11:03 AM
@Mithoron Well, this one is a little silly as it hardly says anything much.
SO in particular gets a lot of criticism, it's likely because they are a very large site
But sometimes there is valid criticism and sometimes there are things that we as a small site can pick up on.
One of the best ways to drive this place into oblivion is to cover our ears and insist that the problem is "just with these people", and sometimes I get the feeling that SE tends to do that - perhaps to their detriment, I don't know

3 hours later…
1:37 PM
ehehe I always love it when "plzz" actually appears in a question

1:48 PM
Do you know if benzoic acid and its sodium salt equally yield a buffer like acetic acid and its sodium salt?
I was just in the course of minor retouches on the question (mhchem, pu); maintaining as much from the original, when you provided an answer.
And while you posted the answer (which already was accepted), I found this difference of $\ce{C6H5COOO}$ in the question, and sodium acetate in Henderson equation used in the answer.
$\ce{C6H5COOH}, of course. 2:07 PM @Buttonwood omg I did not see that. It was always a problem with me, assuming benzoic acid to be acetic acid, by ignoring that 6. I'll fix it. And wait, whats that \pu for? What's wrong with \text? And \pu doesn't render on the Android app. 3:00 PM @PrittBalagopal For the acetate / benzoate question, I was simply surprised that benzoic acid and its salts may be used as a buffer, too. So far, benzoic acid was (for me) a synonym for calibration of a calorimeter. And sometimes, outside the lab, on some labels of juice. Meanwhile, I learned that there is indeed something like a sodium benzoate buffer. References for this may be googles book-preview here: books.google.ca/… in Methods in Cell Wall Cytochemistry, by K V Krishnamurthy. (There is no experience [yet] with cyctochemisrtry on my side.) So the question may be much more relevant, than I thought on "first view". It is backed by answers like , too. -- Regarding the formatting \verb|\pu{}| or \pu{} after stumbling over it I find it very handy inside the mathematical mode enclosed by$$. It will keep the units upright and maintain a non-breakable space between figure and unit. For me, this is an advantage over writing each time \text{} if I need a "kg" upright . A bit like \usepackage{siunitx} in pdfLaTeX. I did not know, however, that an expression like$m = \pu{12 kg}\$ were not displayed (at all / correctly) via an android OS, nor that I would be able to check it by now.
This is all from my perspective.
Cheers.

3:25 PM
@Tyberius: Phlogiston (not phologiston) is, as I said above in my answer, a historical alternative. Phlogiston theory is one of the most fascinating, really strong and deep theories that ever existed. MO-Theory is a sad thing in comparison. But HOMO/LUMO in combination with hard/soft acids may be quite a nice thing. Fleming says (in Grenzorbitale (1976, 3rd chapter, 3.1.1, German Edition, I translate): “But an explanation is provided by MO-Theory.” I myself think that the real explanation is located in acid-base-salt theory. But Fleming denies this, of course, because of the taboo ch = f (ph). — Zeus 13 hours ago

@Buttonwood Any weak acid and it's salt can be used as a buffer, so I don't see any reason not to consider Benzoic acid as one.
And by the way, thanks for telling me what \pu is.

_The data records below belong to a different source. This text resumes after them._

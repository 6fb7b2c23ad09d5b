//! Authorization tiers, staff roles and record statuses.

use serde::{Deserialize, Serialize};

/// Ordered authorization level of a caller.
///
/// The derived ordering is load-bearing: the authorization resolver must
/// return the highest tier confirmed by any registry, and guard checks
/// compare tiers with `>=`.
///
/// `Denied` is "valid session, no matching registry entry" - kept distinct
/// from `Unauthenticated` so callers can redirect with the right message
/// (sign in vs. account not authorized).
#[derive(
    Debug, Clone, Copy, PartialEq, Eq, PartialOrd, Ord, Hash, Serialize, Deserialize, Default,
)]
#[serde(rename_all = "snake_case")]
pub enum AccessTier {
    #[default]
    Unauthenticated,
    Denied,
    Agent,
    Manager,
    Admin,
    Superuser,
}

impl AccessTier {
    /// Whether the caller may enter the backoffice at all.
    #[must_use]
    pub fn is_authorized(self) -> bool {
        self >= Self::Agent
    }

    /// Admin and Superuser skip per-module capability checks.
    #[must_use]
    pub fn bypasses_capability_checks(self) -> bool {
        self >= Self::Admin
    }
}

impl std::fmt::Display for AccessTier {
    fn fmt(&self, f: &mut std::fmt::Formatter<'_>) -> std::fmt::Result {
        match self {
            Self::Unauthenticated => write!(f, "unauthenticated"),
            Self::Denied => write!(f, "denied"),
            Self::Agent => write!(f, "agent"),
            Self::Manager => write!(f, "manager"),
            Self::Admin => write!(f, "admin"),
            Self::Superuser => write!(f, "superuser"),
        }
    }
}

impl std::str::FromStr for AccessTier {
    type Err = String;

    fn from_str(s: &str) -> Result<Self, Self::Err> {
        match s {
            "unauthenticated" => Ok(Self::Unauthenticated),
            "denied" => Ok(Self::Denied),
            "agent" => Ok(Self::Agent),
            "manager" => Ok(Self::Manager),
            "admin" => Ok(Self::Admin),
            "superuser" => Ok(Self::Superuser),
            _ => Err(format!("invalid access tier: {s}")),
        }
    }
}

/// Role stored on an agent-roster record.
#[derive(Debug, Clone, Copy, PartialEq, Eq, Hash, Serialize, Deserialize)]
#[serde(rename_all = "snake_case")]
pub enum StaffRole {
    Admin,
    Manager,
    Agent,
}

impl StaffRole {
    /// The tier an active roster record with this role confers.
    #[must_use]
    pub const fn tier(self) -> AccessTier {
        match self {
            Self::Admin => AccessTier::Admin,
            Self::Manager => AccessTier::Manager,
            Self::Agent => AccessTier::Agent,
        }
    }
}

impl std::fmt::Display for StaffRole {
    fn fmt(&self, f: &mut std::fmt::Formatter<'_>) -> std::fmt::Result {
        match self {
            Self::Admin => write!(f, "admin"),
            Self::Manager => write!(f, "manager"),
            Self::Agent => write!(f, "agent"),
        }
    }
}

impl std::str::FromStr for StaffRole {
    type Err = String;

    fn from_str(s: &str) -> Result<Self, Self::Err> {
        match s {
            "admin" => Ok(Self::Admin),
            "manager" => Ok(Self::Manager),
            "agent" => Ok(Self::Agent),
            _ => Err(format!("invalid staff role: {s}")),
        }
    }
}

/// Activation status for personnel, branch and registry records.
///
/// Records are never hard-deleted in normal flows; deactivation flips this.
#[derive(Debug, Clone, Copy, PartialEq, Eq, Hash, Serialize, Deserialize, Default)]
#[serde(rename_all = "snake_case")]
pub enum RecordStatus {
    #[default]
    Active,
    Inactive,
}

impl RecordStatus {
    #[must_use]
    pub const fn is_active(self) -> bool {
        matches!(self, Self::Active)
    }
}

/// Category of a submitted lead.
#[derive(Debug, Clone, Copy, PartialEq, Eq, Hash, Serialize, Deserialize)]
#[serde(rename_all = "snake_case")]
pub enum LeadCategory {
    Loan,
    Product,
    Contact,
    Career,
    CreditCheck,
}

impl std::fmt::Display for LeadCategory {
    fn fmt(&self, f: &mut std::fmt::Formatter<'_>) -> std::fmt::Result {
        match self {
            Self::Loan => write!(f, "loan"),
            Self::Product => write!(f, "product"),
            Self::Contact => write!(f, "contact"),
            Self::Career => write!(f, "career"),
            Self::CreditCheck => write!(f, "credit_check"),
        }
    }
}

impl std::str::FromStr for LeadCategory {
    type Err = String;

    fn from_str(s: &str) -> Result<Self, Self::Err> {
        match s {
            "loan" => Ok(Self::Loan),
            "product" => Ok(Self::Product),
            "contact" => Ok(Self::Contact),
            "career" => Ok(Self::Career),
            "credit_check" => Ok(Self::CreditCheck),
            _ => Err(format!("invalid lead category: {s}")),
        }
    }
}

#[cfg(test)]
#[allow(clippy::unwrap_used)]
mod tests {
    use super::*;

    #[test]
    fn test_tier_ordering_is_strict() {
        assert!(AccessTier::Unauthenticated < AccessTier::Denied);
        assert!(AccessTier::Denied < AccessTier::Agent);
        assert!(AccessTier::Agent < AccessTier::Manager);
        assert!(AccessTier::Manager < AccessTier::Admin);
        assert!(AccessTier::Admin < AccessTier::Superuser);
    }

    #[test]
    fn test_authorized_boundary() {
        assert!(!AccessTier::Unauthenticated.is_authorized());
        assert!(!AccessTier::Denied.is_authorized());
        assert!(AccessTier::Agent.is_authorized());
        assert!(AccessTier::Superuser.is_authorized());
    }

    #[test]
    fn test_capability_bypass_boundary() {
        assert!(!AccessTier::Manager.bypasses_capability_checks());
        assert!(AccessTier::Admin.bypasses_capability_checks());
        assert!(AccessTier::Superuser.bypasses_capability_checks());
    }

    #[test]
    fn test_role_to_tier() {
        assert_eq!(StaffRole::Admin.tier(), AccessTier::Admin);
        assert_eq!(StaffRole::Manager.tier(), AccessTier::Manager);
        assert_eq!(StaffRole::Agent.tier(), AccessTier::Agent);
    }

    #[test]
    fn test_tier_roundtrip() {
        for tier in [
            AccessTier::Unauthenticated,
            AccessTier::Denied,
            AccessTier::Agent,
            AccessTier::Manager,
            AccessTier::Admin,
            AccessTier::Superuser,
        ] {
            let parsed: AccessTier = tier.to_string().parse().unwrap();
            assert_eq!(parsed, tier);
        }
    }

    #[test]
    fn test_category_parse() {
        assert_eq!(
            "credit_check".parse::<LeadCategory>().unwrap(),
            LeadCategory::CreditCheck
        );
        assert!("mortgage".parse::<LeadCategory>().is_err());
    }
}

@PrittBalagopal at ordinary temperatures benzoic acid is poorly soluble in water, so even if you had benzoic acid + sodium benzoate, it would be a lousy buffer

Oh, I see.

I don't know the context though, I didn't open the question

Hey guys, I am trying to do a relaxed scan about a torsion angle of a piano stool complex. However since the Cp-Ru bond is only defined in computer by specifying a dummy atom for the centroid of the Cp and dummy atoms cannot be used with modredundant, how can I wrote a relaxed scan of this in gaussian 09 or 16, or is there really no way to do it and I have to settle with a rigid scan?

3:37 PM
The question does consider Benzoic acid in aqueous medium, strange. Or perhaps it was just for problems' sake.

@PrittBalagopal Yes, that sounds likely.